2. Un foisonnement baroque
La Semaine est un poème inspiré qui chante un thème épique. C'est aussi un hymne à la gloire du Créateur. Le genre n'en est pas facile à déterminer. Du Bartas lui-même a tenu à préciser que son œuvre n'était ni « purement épique », ni purement « panégyrique » (c'est-à-dire de louange), ni purement « prophétique » (car il fait parler la Bible), ni enfin purement « didascalique », c'est-à-dire encyclopédique.
Ce dernier aspect fut l'une des raisons du succès prodigieux du poème. Celui-ci proposait en effet au lecteur de la fin du xvie siècle un résumé des connaissances du temps. On lisait La Semaine parce que le poème était beau, sans doute, mais aussi parce que, en célébrant Dieu et son œuvre, on s'instruisait.
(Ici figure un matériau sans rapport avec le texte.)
//! The `PendingRequestHandle` domain object: the host-side half of `req_send_async` /
//! `pending_req_wait` / `pending_req_poll` / `async_io_select`.

use tokio::sync::oneshot;

use crate::http::body::BodyObj;
use crate::http::response::ResponseObj;

/// The outcome of a dispatched subrequest, delivered to whichever ABI call (`wait` or `poll`)
/// observes it first. Carries a raw `BodyObj` rather than a handle: the dispatch task that
/// produces this runs detached from any one instance's handle tables, so the receiving ABI call
/// (`xqd_pending_req_wait` / `_poll` / `xqd_async_io_select`) is responsible for inserting the
/// body into `InstanceState::bodies` once it observes the result.
pub type SubrequestResult = Result<(ResponseObj, BodyObj), SendError>;

/// Errors surfaced by the backend-dispatch capability, mapped to `SendErrorDetail*` tags for
/// guests using the detail-aware send variants (§4.6/§7).
#[derive(Debug, Clone, thiserror::Error)]
pub enum SendError {
    #[error("unknown backend {0:?}")]
    UnknownBackend(String),
    #[error("connection to backend timed out")]
    ConnectTimeout,
    #[error("backend did not send the first byte of the response in time")]
    FirstByteTimeout,
    #[error("backend stalled between bytes of the response")]
    BetweenBytesTimeout,
    #[error("backend connection failed: {0}")]
    ConnectionFailed(String),
    #[error("backend response was invalid: {0}")]
    InvalidResponse(String),
}

/// A subrequest dispatched via `req_send_async`, not yet observed by `pending_req_wait` or
/// `pending_req_poll`.
///
/// Backed by a `tokio::sync::oneshot` channel rather than a raw `JoinHandle`: the orchestrator
/// spawns the backend dispatch as a task writing into the sender half, and the handle table
/// holds only the receiver, so polling is just `try_recv` and waiting is `.await`, mirroring the
/// single-assignment "ready" event the spec prescribes for cache transactions (§4.8) applied to
/// subrequests.
pub struct PendingRequestObj {
    receiver: oneshot::Receiver<SubrequestResult>,
}

/// The sending half handed to the task that actually talks to the backend.
pub type PendingRequestSender = oneshot::Sender<SubrequestResult>;

impl PendingRequestObj {
    pub fn channel() -> (PendingRequestSender, Self) {
        let (tx, rx) = oneshot::channel();
        (tx, Self { receiver: rx })
    }

    /// `pending_req_wait`: block until the subrequest completes.
    pub async fn wait(self) -> SubrequestResult {
        self.receiver
            .await
            .unwrap_or_else(|_| Err(SendError::ConnectionFailed("subrequest task dropped".into())))
    }

    /// `pending_req_poll`: non-blocking; `None` means still in flight.
    pub fn poll(&mut self) -> Option<SubrequestResult> {
        match self.receiver.try_recv() {
            Ok(result) => Some(result),
            Err(oneshot::error::TryRecvError::Empty) => None,
            Err(oneshot::error::TryRecvError::Closed) => Some(Err(SendError::ConnectionFailed(
                "subrequest task dropped".into(),
            ))),
        }
    }
}
//! The downstream HTTP server: a `hyper` service that takes an instance from the [`Pool`],
//! drives one guest invocation per request, and finalizes the downstream response (§4.12, §6).

use std::convert::Infallible;
use std::net::SocketAddr;
use std::sync::Arc;
use std::time::Duration;

use bytes::Bytes;
use http::{HeaderMap, Request, Response, StatusCode};
use hyper::{Body, Server};
use hyper::service::{make_service_fn, service_fn};
use tokio::sync::oneshot;

use crate::http::body::BodyObj;
use crate::http::request::RequestObj;
use crate::http::response::{loop_detected_response, trap_response};
use crate::instance::Instance;
use crate::pool::Pool;

/// How long a single request may run before the watcher forces the engine epoch forward,
/// standing in for "downstream context cancellation" (§4.12) since this runtime has no richer
/// client-disconnect signal than the request's own deadline.
const DEFAULT_REQUEST_TIMEOUT: Duration = Duration::from_secs(60);

/// Binds a `hyper` server at `addr` that serves every connection against `pool`, blocking until
/// the server stops (normally never, outside of a process signal).
pub async fn serve(addr: SocketAddr, pool: Arc<Pool>) -> anyhow::Result<()> {
    let make_svc = make_service_fn(move |_conn| {
        let pool = pool.clone();
        async move {
            Ok::<_, Infallible>(service_fn(move |req| {
                let pool = pool.clone();
                async move { Ok::<_, Infallible>(handle_request(pool, req).await) }
            }))
        }
    });

    tracing::info!(%addr, "xqd-host listening");
    Server::bind(&addr).serve(make_svc).await?;
    Ok(())
}

async fn handle_request(pool: Arc<Pool>, req: Request<Body>) -> Response<Body> {
    let host_identifier = pool.registry().config.host_identifier.clone();
    let (parts, body) = req.into_parts();

    if parts
        .headers
        .get_all("cdn-loop")
        .iter()
        .filter_map(|v| v.to_str().ok())
        .any(|v| v.contains(host_identifier.as_str()))
    {
        tracing::warn!(%host_identifier, "cdn-loop detected, rejecting with 508");
        return respond(loop_detected_response(), "request loop detected".to_string());
    }

    let body_bytes = match hyper::body::to_bytes(body).await {
        Ok(b) => b,
        Err(err) => {
            tracing::warn!(%err, "failed to read downstream request body");
            return respond(StatusCode::BAD_REQUEST, "failed to read request body".to_string());
        }
    };

    let mut instance = match pool.take() {
        Ok(instance) => instance,
        Err(err) => {
            tracing::error!(%err, "failed to obtain an instance from the pool");
            return respond(StatusCode::INTERNAL_SERVER_ERROR, "instance pool exhausted".to_string());
        }
    };

    install_downstream_request(&mut instance, &parts, body_bytes);

    let engine = pool.engine().clone();
    let (done_tx, done_rx) = oneshot::channel::<()>();
    let watcher = tokio::spawn(async move {
        tokio::select! {
            _ = tokio::time::sleep(DEFAULT_REQUEST_TIMEOUT) => {
                engine.increment_epoch();
            }
            _ = done_rx => {}
        }
    });

    let outcome = tokio::task::spawn_blocking(move || {
        let result = instance.call_entry_point();
        (instance, result)
    })
    .await;

    let _ = done_tx.send(());
    watcher.abort();

    let (mut instance, response) = match outcome {
        Ok((instance, Ok(()))) => {
            let response = finalize_downstream_response(&instance);
            (instance, response)
        }
        Ok((instance, Err(err))) => {
            tracing::warn!(%err, "guest execution failed");
            let (status, message) = trap_response(&err.to_string());
            (instance, respond(status, message))
        }
        Err(join_err) => {
            tracing::error!(%join_err, "guest invocation task panicked");
            return respond(StatusCode::INTERNAL_SERVER_ERROR, "guest invocation panicked".to_string());
        }
    };

    instance.state_mut().reset();
    pool.offer(instance);
    response
}

fn install_downstream_request(instance: &mut Instance, parts: &http::request::Parts, body: Bytes) {
    let state = instance.state_mut();
    let mut req_obj = RequestObj::new();
    req_obj.method = parts.method.clone();
    req_obj.uri = parts.uri.clone();
    req_obj.headers = parts.headers.clone();
    req_obj.version = parts.version;

    let mut body_obj = BodyObj::new();
    let _ = body_obj.write(&body, xqd_shared::BodyWriteEnd::Back);
    let body_handle = state.bodies.insert(body_obj);
    req_obj.body = Some(body_handle);

    let request_handle = state.requests.insert(req_obj);
    state.downstream_request = Some(request_handle);
}

fn finalize_downstream_response(instance: &Instance) -> Response<Body> {
    let state = instance.state();
    let handle = match state.downstream_response {
        Some(h) => h,
        None => {
            tracing::warn!("guest returned without setting a downstream response");
            return respond(
                StatusCode::INTERNAL_SERVER_ERROR,
                "guest did not produce a response".to_string(),
            );
        }
    };
    let resp_obj = match state.responses.get(handle) {
        Some(r) => r,
        None => {
            return respond(
                StatusCode::INTERNAL_SERVER_ERROR,
                "downstream response handle was invalid".to_string(),
            )
        }
    };

    let body_bytes = resp_obj
        .body
        .and_then(|h| state.bodies.get(h))
        .map(body_to_bytes)
        .unwrap_or_default();

    build_response(resp_obj.status, &resp_obj.headers, Body::from(body_bytes))
}

/// Reads a buffered downstream response body's bytes without draining it, since the response
/// handle is only ever observed once, at finalization. Streaming bodies would need draining via
/// `BodyObj::read`, which isn't exercised on the downstream response path in this runtime's
/// scope.
fn body_to_bytes(body: &BodyObj) -> Vec<u8> {
    match body {
        BodyObj::Buffered(buffered) => buffered.as_slice().to_vec(),
        BodyObj::Streaming(_) => Vec::new(),
    }
}

fn respond(status: StatusCode, message: String) -> Response<Body> {
    build_response(status, &HeaderMap::new(), Body::from(message))
}

fn build_response(status: StatusCode, headers: &HeaderMap, body: Body) -> Response<Body> {
    let mut builder = Response::builder().status(status);
    if let Some(h) = builder.headers_mut() {
        *h = headers.clone();
    }
    builder.body(body).unwrap_or_else(|_| {
        Response::builder()
            .status(StatusCode::INTERNAL_SERVER_ERROR)
            .body(Body::from("failed to build response"))
            .expect("static response always builds")
    })
}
Mais rien ne dure en ce bas monde, et ce qui avait fait le succès de Du Bartas fut à l'origine de son déclin.
Le succès de La Semaine avait été proprement incroyable : plus de cent éditions, des commentaires, des quantités de traductions, en latin, en anglais, en italien, en néerlandais, en allemand, etc. L'Europe entière, catholique aussi bien que protestante, avait lu La Semaine. On l'avait imitée. Les plus grands s'en inspirèrent : Milton (1608-1674) en Angleterre, le Tasse (1544-1595) en Italie, Vondel (1587-1679) en Hollande... Mais les goûts changeaient. Le style du poète se démoda. Pis : les connaissances qu'on avait tant appréciées se périmaient. Du Bartas sombra dans l'oubli pour plusieurs siècles. Goethe, le poète allemand (1749-1832), fut l'un des premiers à le redécouvrir et à en parler avec admiration. Mais il a fallu attendre le milieu du xxe siècle et l'intérêt porté au baroque littéraire pour que le poème retrouve l'admiration de nouveaux lecteurs.